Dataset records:
◆ ◆ ◆ ◆

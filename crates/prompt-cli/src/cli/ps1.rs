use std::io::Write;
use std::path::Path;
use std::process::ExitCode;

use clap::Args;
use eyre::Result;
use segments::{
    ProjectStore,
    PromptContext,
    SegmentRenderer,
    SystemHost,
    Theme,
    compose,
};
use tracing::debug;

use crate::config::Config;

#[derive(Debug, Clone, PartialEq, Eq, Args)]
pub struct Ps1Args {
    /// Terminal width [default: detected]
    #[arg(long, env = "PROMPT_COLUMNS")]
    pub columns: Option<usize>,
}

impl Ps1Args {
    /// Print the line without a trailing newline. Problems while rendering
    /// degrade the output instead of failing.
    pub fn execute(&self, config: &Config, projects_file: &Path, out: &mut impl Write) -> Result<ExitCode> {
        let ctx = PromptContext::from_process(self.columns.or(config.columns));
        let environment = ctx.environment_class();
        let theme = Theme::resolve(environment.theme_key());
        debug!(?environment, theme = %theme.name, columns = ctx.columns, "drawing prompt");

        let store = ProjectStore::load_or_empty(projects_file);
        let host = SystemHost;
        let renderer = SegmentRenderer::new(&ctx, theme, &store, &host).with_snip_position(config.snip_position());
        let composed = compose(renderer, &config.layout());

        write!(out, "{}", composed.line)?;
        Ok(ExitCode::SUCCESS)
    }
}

◆ ◆ ◆ ◆

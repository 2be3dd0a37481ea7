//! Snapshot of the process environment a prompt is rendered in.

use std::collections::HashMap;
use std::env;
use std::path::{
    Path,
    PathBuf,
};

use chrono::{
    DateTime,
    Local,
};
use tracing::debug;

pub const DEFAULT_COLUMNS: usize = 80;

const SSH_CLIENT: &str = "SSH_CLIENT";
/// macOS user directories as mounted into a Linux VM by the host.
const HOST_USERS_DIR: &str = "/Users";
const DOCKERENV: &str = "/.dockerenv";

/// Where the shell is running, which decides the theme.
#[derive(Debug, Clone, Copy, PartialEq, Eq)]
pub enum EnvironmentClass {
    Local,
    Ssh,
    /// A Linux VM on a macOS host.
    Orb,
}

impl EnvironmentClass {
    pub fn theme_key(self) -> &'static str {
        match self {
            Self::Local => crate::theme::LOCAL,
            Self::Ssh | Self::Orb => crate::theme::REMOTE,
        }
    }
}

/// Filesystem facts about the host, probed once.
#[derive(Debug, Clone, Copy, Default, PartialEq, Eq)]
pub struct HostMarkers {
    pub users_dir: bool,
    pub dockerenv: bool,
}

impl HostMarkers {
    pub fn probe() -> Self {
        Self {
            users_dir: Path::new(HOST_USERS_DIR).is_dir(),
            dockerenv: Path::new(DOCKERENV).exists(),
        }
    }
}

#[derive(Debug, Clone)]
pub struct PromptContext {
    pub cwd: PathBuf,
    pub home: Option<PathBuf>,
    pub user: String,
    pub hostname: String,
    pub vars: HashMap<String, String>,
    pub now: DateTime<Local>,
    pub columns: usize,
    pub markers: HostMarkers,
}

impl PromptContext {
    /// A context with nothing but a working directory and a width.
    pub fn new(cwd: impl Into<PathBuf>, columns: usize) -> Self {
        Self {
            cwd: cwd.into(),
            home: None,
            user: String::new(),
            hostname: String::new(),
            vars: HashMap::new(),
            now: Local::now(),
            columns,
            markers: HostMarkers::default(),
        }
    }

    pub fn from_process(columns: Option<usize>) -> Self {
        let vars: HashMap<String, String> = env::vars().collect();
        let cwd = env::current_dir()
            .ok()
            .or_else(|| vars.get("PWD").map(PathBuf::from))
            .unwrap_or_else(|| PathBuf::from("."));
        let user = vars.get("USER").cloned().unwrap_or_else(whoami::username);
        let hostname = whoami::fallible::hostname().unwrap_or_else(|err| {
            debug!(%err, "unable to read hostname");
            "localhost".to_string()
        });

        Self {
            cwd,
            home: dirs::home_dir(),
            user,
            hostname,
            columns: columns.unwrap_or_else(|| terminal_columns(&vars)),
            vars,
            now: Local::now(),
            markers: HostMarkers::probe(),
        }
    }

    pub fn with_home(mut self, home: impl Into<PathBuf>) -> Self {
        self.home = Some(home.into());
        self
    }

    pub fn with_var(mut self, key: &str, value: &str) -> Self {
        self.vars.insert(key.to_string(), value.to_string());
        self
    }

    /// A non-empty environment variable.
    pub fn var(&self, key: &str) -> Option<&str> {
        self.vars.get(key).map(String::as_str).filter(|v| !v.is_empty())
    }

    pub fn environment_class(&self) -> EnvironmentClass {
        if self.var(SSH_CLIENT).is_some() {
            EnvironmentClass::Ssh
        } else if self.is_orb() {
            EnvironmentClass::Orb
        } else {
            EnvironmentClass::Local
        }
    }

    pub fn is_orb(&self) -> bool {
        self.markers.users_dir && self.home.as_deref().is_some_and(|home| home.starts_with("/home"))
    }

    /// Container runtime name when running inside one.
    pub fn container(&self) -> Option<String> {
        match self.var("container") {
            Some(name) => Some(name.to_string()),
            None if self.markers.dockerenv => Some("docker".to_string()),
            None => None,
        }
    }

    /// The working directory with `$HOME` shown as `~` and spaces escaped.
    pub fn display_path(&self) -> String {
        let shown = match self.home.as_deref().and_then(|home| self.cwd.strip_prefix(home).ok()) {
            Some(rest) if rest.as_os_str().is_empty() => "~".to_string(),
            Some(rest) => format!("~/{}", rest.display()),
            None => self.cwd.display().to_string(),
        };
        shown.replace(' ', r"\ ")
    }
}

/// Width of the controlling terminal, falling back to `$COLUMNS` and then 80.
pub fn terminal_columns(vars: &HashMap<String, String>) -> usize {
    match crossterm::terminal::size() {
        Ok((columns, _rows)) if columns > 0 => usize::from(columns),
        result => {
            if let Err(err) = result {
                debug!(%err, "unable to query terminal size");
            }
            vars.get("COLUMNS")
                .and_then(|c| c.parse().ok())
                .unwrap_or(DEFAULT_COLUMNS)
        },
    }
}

◆ ◆ ◆ ◆

> [TASK PROMPT]: Write out each line of the data that holds the string "const".

> [EXERCISE OUTPUT]:
pub const DEFAULT_COLUMNS: usize = 80;
const SSH_CLIENT: &str = "SSH_CLIENT";
const HOST_USERS_DIR: &str = "/Users";
const DOCKERENV: &str = "/.dockerenv";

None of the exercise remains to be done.